A new federal tax credit is helping McQuay International expand its line of energy-efficient HVAC products at two of its plants and bring back furloughed workers.
With the help of a 48C manufacturing tax credit worth $2 million under the American Recovery and Reinvestment Act, McQuay's Minnesota and Virginia plants have been or will be upgraded and expanded to produce new lines of energy efficient products.
The tax credit is playing a role, but offering a bigger—and more efficient—selection of HVAC products also came down to basic economics: the customers were requesting it.
"There is strong appetite for this," says Don Winter, vice president of marketing at McQuay, which is based in Minneapolis. "Almost across the board, we are launching multiple new product families that are more energy efficient than their predecessors. We see it is an important trend for us."
The $7 million investments started last year at the Staunton, Va., plant, which expanded operations to manufacture a new line of air-cooled chillers, some of which are up to 50 percent more efficient than its standard model. "In fact," Winter says, "now we have five different efficiency levels."
Plans for new construction and equipment upgrades at the Minnesota plant are also underway. This facility will be expanding its line of energy-efficient, roof top HVAC units.
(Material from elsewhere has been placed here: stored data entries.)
use super::redelivery::{ExpiryAction, RedeliveryPolicy};
use super::tube::{TickReport, TubeState};
use super::{JobQueue, JobRef, MessageRecord, Reservation};
use crate::domain::{
    LeaseId, Message, MessageId, MessageState, Payload, QueueError, ReleaseOptions,
    SubmitOptions, TubeName, TubeSettings, TubeStats,
};
use crate::impls::InMemoryStore;
use crate::ports::{Clock, IdGenerator, MessageStore, StorageError, SystemClock, UlidGenerator};

/// Collaborators of a tube. A broker hands the same parts to every tube so
/// ids stay unique and one store holds every body.
#[derive(Clone)]
pub struct TubeParts {
    pub store: Arc<dyn MessageStore>,
    pub clock: Arc<dyn Clock>,
    pub ids: Arc<dyn IdGenerator>,

    /// Poked whenever this tube gets an earlier due time (new delayed
    /// message, new lease), so a sleeping scheduler can recompute.
    pub schedule_signal: Option<Arc<Notify>>,
}

impl Default for TubeParts {
    fn default() -> Self {
        Self {
            store: Arc::new(InMemoryStore::new()),
            clock: Arc::new(SystemClock),
            ids: Arc::new(UlidGenerator::new(SystemClock)),
            schedule_signal: None,
        }
    }
}

enum ReserveAttempt {
    Granted(Reservation),
    Empty { next_due: Option<Instant> },
}

/// One tube: its lifecycle sets behind a mutex, plus the wakeup used by
/// blocked reservers.
///
/// Time-driven transitions (promotion of due messages, reclaim of expired
/// leases) are applied at the start of every operation as well as by the
/// broker's scheduler, so a lease is valid exactly until its deadline.
pub struct TubeQueue {
    name: TubeName,
    settings: TubeSettings,
    policy: RedeliveryPolicy,
    state: Mutex<TubeState>,
    parts: TubeParts,
    ready_signal: Notify,
    closed: AtomicBool,
}

impl TubeQueue {
    /// Standalone tube with its own in-memory store.
    pub fn new(name: TubeName, settings: TubeSettings) -> Self {
        Self::with_parts(name, settings, TubeParts::default())
    }

    pub fn with_parts(name: TubeName, settings: TubeSettings, parts: TubeParts) -> Self {
        let policy = RedeliveryPolicy {
            max_reserves: settings.max_reserves,
        };
        Self {
            name,
            settings,
            policy,
            state: Mutex::new(TubeState::new()),
            parts,
            ready_signal: Notify::new(),
            closed: AtomicBool::new(false),
        }
    }

    pub fn settings(&self) -> &TubeSettings {
        &self.settings
    }

    pub fn is_closed(&self) -> bool {
        self.closed.load(Ordering::Acquire)
    }

    /// Stop serving. Blocked reservers wake up with `QueueError::Closed`.
    /// Messages stay where they are; `flush` still works on a closed tube.
    pub fn close(&self) {
        if !self.closed.swap(true, Ordering::AcqRel) {
            info!(tube = %self.name, "tube closed");
        }
        self.ready_signal.notify_waiters();
    }

    /// One scheduler pass. Returns when this tube next needs one.
    pub fn tick(&self) -> Option<Instant> {
        if self.is_closed() {
            return None;
        }
        let now = self.parts.clock.now();
        let mut state = self.state();
        self.tick_locked(&mut state, now);
        state.next_due()
    }

    /// Stats as they are, without applying due transitions first.
    #[cfg(test)]
    pub(crate) fn stats_without_tick(&self) -> TubeStats {
        self.state().stats(self.name.clone())
    }

    fn state(&self) -> MutexGuard<'_, TubeState> {
        // TubeState methods do not panic mid-transition: deadlines
        // saturate and every lookup returns before mutating.
        self.state.lock().unwrap_or_else(PoisonError::into_inner)
    }

    fn ensure_open(&self) -> Result<(), QueueError> {
        if self.is_closed() {
            return Err(QueueError::Closed(self.name.clone()));
        }
        Ok(())
    }

    /// Lock the state with time-driven transitions applied.
    fn current_state(&self, now: Instant) -> MutexGuard<'_, TubeState> {
        let mut state = self.state();
        self.tick_locked(&mut state, now);
        state
    }

    fn tick_locked(&self, state: &mut TubeState, now: Instant) {
        let report = state.tick(now, &self.policy);
        if report.is_empty() {
            return;
        }
        self.log_tick(&report);
        if report.made_ready() {
            self.ready_signal.notify_waiters();
        }
    }

    fn log_tick(&self, report: &TickReport) {
        if report.promoted > 0 {
            debug!(tube = %self.name, promoted = report.promoted, "promoted delayed messages");
        }
        for (id, action, reserve_count) in &report.expired {
            match action {
                ExpiryAction::Redeliver => {
                    info!(tube = %self.name, %id, reserve_count, "lease expired, message back to ready")
                }
                ExpiryAction::Bury => {
                    warn!(tube = %self.name, %id, reserve_count, "lease expired too many times, message buried")
                }
            }
        }
    }

    fn signal_schedule(&self) {
        if let Some(signal) = &self.parts.schedule_signal {
            signal.notify_one();
        }
    }

    /// A delayed entry may now be the earliest due time. Blocked reservers
    /// sleep until the old one, so they recompute it.
    fn wake_for_new_due(&self) {
        self.ready_signal.notify_waiters();
        self.signal_schedule();
    }

    fn load(&self, record: &MessageRecord) -> Result<Message, StorageError> {
        match self.parts.store.get(record.id)? {
            Some(payload) => Ok(record.to_message(self.name.clone(), payload)),
            None => Err(StorageError::MissingBody(record.id)),
        }
    }

    fn remove_body(&self, id: MessageId) {
        if let Err(e) = self.parts.store.remove(id) {
            warn!(tube = %self.name, %id, error = %e, "failed to delete message body");
        }
    }

    /// Grant a lease on the ready head, or report when to look again.
    ///
    /// Synchronous on purpose: a caller dropping `reserve` mid-wait can
    /// never observe a granted-but-undelivered lease.
    fn try_reserve(&self) -> Result<ReserveAttempt, QueueError> {
        let now = self.parts.clock.now();
        let lease = self.parts.ids.generate_lease_id();
        let (record, more_ready) = {
            let mut state = self.current_state(now);
            match state.reserve_next(lease, now) {
                Some(record) => (record, state.ready_len() > 0),
                None => {
                    return Ok(ReserveAttempt::Empty {
                        next_due: state.next_due(),
                    });
                }
            }
        };
        self.signal_schedule();
        if more_ready {
            self.ready_signal.notify_one();
        }

        match self.load(&record) {
            Ok(message) => {
                debug!(
                    tube = %self.name,
                    id = %message.id,
                    %lease,
                    reserve_count = message.reserve_count,
                    "reserved"
                );
                Ok(ReserveAttempt::Granted(Reservation { lease, message }))
            }
            Err(e) => {
                let mut state = self.state();
                if let StorageError::MissingBody(_) = e {
                    // Handing it out again would fail the same way.
                    match state.bury(&lease) {
                        Ok(id) => {
                            warn!(tube = %self.name, %id, "message body missing, message buried")
                        }
                        Err(bury_err) => {
                            warn!(tube = %self.name, id = %record.id, error = %bury_err, "message body missing, lease already gone")
                        }
                    }
                } else if state.undo_reserve(&lease) {
                    drop(state);
                    self.ready_signal.notify_one();
                    warn!(tube = %self.name, id = %record.id, error = %e, "failed to load message body, reservation undone");
                }
                Err(e.into())
            }
        }
    }
}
All these products can contribute to multiple LEED points for a building and save companies thousands of dollars per month in electric bills.
More about the 48C
The U.S. Department of Energy and U.S. Department of the Treasury partnered to help fund more than 180 clean energy manufacturing projects through the 48C tax credit. The funds will be used to produce solar panels, wind turbines, geothermal equipment and other clean energy projects, like energy-efficient HVAC units—putting the country on track to double capacity to manufacture these components by 2012.
Crawford Condominiums in Portsmouth, Va., a 19-story complex built in the 1960s, achieved a savings of $3,000 a month in electrical costs after two of McQuay's chillers were installed, according to McQuay. Herakles Data of Sacramento, Calif., a data processing center, installed five modular central plant systems (a chiller, cooling tower and water treatment system all in one) and saw a 22 percent reduction in energy use. That reduced energy usage earned the company a $50,000 rebate from the Sacramento Municipal Utility District.
New products, new jobs
2009 was a challenging year for McQuay due to the economy, but the recent investments are allowing the plants to take on new—and old—employees.
Winter says the Virginia plant has brought back furloughed workers and hired new employees as a result of the expansion and tax credit.
The Minnesota plant also had a series of furloughs last year. The new manufacturing investment could turn that around. "It is our desire and hope that this creates jobs," he says.
The company may be giving the people what they want, but its own environmental policy is worth noting.
Winter says the company is always looking for ways to minimize operating costs and cut down on energy use by investing in more energy-efficient equipment for all its plants.
This week, the office space at the Staunton facility earned the LEED silver certification, in part by using McQuay's own energy-efficient rooftop system to reduce energy used in the engineering wing and by reducing its water consumption by 40 percent.
"We want to practice what we preach," says Winter.